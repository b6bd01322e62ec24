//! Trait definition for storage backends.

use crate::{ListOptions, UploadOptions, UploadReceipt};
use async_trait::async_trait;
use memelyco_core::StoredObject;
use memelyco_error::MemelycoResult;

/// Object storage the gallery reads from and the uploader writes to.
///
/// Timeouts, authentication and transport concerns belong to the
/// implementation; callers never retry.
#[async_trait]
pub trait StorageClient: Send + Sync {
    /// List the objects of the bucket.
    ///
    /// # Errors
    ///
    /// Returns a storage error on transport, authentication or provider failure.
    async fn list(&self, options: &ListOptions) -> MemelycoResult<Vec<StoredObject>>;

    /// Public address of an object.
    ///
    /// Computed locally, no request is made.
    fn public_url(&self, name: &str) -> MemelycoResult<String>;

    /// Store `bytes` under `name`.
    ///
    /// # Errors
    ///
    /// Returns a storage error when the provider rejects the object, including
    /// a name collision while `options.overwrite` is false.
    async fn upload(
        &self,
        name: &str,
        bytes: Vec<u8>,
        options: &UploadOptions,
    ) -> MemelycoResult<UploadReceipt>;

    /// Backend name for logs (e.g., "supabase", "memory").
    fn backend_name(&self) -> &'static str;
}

+++++

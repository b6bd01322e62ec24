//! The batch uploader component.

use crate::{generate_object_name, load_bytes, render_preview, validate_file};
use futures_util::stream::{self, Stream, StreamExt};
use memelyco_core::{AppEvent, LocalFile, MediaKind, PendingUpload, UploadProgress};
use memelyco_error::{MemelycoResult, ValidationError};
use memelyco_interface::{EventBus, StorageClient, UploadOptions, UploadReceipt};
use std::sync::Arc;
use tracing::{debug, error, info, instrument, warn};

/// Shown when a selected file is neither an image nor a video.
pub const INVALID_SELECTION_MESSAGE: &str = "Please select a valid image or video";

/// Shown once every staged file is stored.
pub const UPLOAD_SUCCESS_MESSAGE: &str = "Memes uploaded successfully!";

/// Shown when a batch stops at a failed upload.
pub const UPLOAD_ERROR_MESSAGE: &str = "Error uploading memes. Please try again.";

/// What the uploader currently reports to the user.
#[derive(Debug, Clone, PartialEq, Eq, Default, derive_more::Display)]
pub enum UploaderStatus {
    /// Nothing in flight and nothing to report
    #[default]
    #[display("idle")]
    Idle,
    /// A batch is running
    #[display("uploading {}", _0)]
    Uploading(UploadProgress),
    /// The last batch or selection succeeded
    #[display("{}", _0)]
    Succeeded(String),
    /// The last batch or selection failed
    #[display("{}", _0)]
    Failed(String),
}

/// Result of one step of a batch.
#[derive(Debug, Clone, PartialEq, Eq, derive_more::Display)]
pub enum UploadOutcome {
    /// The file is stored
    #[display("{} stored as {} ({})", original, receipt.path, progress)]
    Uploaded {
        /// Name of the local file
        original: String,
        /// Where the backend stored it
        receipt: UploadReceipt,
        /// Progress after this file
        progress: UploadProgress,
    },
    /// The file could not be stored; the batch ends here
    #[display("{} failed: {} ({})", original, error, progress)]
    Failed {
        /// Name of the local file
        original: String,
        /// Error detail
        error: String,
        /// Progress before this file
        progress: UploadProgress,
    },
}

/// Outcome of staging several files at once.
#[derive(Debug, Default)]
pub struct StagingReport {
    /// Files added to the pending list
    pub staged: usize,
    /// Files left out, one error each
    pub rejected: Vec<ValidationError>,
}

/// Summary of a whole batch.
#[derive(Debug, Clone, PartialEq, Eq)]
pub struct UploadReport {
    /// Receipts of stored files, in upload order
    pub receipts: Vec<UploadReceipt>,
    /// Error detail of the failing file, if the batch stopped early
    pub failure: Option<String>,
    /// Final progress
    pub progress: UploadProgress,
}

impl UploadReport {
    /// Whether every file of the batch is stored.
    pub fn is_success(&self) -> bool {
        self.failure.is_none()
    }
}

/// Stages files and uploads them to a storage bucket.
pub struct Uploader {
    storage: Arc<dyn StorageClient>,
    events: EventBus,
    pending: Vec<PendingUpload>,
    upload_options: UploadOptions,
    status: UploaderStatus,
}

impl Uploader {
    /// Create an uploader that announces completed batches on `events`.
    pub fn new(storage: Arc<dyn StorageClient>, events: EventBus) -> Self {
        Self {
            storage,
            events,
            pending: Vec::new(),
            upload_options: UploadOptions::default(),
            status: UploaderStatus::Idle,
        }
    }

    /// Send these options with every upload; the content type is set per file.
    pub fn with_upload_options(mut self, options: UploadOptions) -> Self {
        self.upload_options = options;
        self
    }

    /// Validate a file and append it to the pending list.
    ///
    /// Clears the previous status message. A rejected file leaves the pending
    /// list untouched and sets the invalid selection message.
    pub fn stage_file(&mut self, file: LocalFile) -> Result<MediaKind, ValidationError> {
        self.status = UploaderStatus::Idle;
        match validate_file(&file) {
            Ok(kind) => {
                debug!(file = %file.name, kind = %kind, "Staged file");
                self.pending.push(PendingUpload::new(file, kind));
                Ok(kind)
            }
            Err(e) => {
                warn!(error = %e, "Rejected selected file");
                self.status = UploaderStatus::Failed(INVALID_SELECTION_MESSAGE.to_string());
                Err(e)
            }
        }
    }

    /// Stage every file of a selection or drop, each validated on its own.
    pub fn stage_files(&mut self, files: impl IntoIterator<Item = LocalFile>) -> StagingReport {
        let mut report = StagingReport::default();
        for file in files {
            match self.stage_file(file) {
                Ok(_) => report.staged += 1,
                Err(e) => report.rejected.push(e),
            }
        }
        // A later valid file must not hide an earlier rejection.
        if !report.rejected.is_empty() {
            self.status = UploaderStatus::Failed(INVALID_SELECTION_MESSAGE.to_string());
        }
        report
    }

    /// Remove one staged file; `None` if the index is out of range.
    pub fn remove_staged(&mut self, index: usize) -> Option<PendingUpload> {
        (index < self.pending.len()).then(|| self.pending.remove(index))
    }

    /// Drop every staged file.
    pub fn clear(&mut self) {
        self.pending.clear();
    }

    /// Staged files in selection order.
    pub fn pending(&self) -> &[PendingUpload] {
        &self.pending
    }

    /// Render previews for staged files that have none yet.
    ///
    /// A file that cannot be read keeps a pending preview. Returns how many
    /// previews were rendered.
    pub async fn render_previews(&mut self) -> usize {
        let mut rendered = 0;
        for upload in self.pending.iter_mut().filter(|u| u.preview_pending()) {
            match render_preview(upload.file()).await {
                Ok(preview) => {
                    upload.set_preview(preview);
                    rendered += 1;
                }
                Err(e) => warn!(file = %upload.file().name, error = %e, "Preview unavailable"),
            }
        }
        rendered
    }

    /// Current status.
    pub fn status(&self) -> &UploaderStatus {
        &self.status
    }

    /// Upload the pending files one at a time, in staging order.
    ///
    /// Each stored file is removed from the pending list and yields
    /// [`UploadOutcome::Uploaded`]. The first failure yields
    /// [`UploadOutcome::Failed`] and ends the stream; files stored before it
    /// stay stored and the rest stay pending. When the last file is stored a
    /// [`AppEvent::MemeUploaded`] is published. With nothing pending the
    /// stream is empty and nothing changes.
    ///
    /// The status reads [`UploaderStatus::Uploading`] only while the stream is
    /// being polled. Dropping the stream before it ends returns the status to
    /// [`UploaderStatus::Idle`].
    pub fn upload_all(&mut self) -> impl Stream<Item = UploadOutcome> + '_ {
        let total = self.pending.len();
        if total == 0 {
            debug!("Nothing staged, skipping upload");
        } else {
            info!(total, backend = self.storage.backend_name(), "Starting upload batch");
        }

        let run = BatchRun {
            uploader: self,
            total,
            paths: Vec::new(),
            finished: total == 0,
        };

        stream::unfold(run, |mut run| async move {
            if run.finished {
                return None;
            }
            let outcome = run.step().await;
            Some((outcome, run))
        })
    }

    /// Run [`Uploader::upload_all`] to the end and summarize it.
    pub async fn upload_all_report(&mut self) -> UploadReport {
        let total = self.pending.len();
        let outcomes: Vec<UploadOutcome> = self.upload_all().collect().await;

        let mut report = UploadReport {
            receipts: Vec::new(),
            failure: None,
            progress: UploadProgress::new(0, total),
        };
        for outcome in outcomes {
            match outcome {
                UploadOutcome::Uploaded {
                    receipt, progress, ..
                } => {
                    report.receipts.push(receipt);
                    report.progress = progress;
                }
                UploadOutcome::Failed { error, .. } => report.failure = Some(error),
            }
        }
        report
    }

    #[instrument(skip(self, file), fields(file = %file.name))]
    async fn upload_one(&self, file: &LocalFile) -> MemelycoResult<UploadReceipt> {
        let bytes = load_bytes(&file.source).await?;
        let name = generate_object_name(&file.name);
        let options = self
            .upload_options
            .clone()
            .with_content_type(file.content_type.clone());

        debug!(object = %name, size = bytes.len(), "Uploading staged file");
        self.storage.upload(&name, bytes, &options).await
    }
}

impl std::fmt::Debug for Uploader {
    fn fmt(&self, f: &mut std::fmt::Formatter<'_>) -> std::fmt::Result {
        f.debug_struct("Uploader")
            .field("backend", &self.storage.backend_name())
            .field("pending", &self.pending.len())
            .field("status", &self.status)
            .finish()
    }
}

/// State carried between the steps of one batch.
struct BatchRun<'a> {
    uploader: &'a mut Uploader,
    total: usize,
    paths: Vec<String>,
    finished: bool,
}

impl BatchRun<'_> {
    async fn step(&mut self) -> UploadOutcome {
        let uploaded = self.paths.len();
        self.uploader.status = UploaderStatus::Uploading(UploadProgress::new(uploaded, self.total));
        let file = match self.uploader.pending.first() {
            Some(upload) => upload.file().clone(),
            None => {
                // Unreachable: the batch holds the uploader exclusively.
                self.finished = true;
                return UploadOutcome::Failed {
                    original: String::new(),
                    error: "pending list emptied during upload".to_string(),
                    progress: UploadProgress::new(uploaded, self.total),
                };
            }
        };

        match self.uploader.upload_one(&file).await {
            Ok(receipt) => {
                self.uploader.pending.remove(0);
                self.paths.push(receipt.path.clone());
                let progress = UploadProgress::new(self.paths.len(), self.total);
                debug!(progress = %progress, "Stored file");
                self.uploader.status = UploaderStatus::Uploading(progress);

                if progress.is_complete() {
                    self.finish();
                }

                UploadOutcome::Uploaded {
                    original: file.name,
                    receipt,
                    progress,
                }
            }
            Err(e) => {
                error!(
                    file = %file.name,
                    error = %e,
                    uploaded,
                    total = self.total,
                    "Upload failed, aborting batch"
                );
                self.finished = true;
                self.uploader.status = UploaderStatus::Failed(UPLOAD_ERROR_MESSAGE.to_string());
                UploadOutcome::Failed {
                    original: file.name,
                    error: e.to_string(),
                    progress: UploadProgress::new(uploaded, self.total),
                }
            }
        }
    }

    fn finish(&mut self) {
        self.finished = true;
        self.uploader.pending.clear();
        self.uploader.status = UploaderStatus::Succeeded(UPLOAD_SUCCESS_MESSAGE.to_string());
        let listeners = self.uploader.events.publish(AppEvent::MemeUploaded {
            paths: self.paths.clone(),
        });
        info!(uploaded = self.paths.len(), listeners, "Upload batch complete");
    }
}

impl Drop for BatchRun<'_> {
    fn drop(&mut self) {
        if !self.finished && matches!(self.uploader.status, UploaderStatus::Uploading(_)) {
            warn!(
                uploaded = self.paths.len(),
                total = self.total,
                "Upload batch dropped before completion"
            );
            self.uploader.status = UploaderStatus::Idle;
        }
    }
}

+++++

→ TASK DESCRIPTION
Locate all lines in the listing above with the word "UploadReport". Copy them.

→ ANSWER FOR THE TASK
pub struct UploadReport {
impl UploadReport {
    pub async fn upload_all_report(&mut self) -> UploadReport {
        let mut report = UploadReport {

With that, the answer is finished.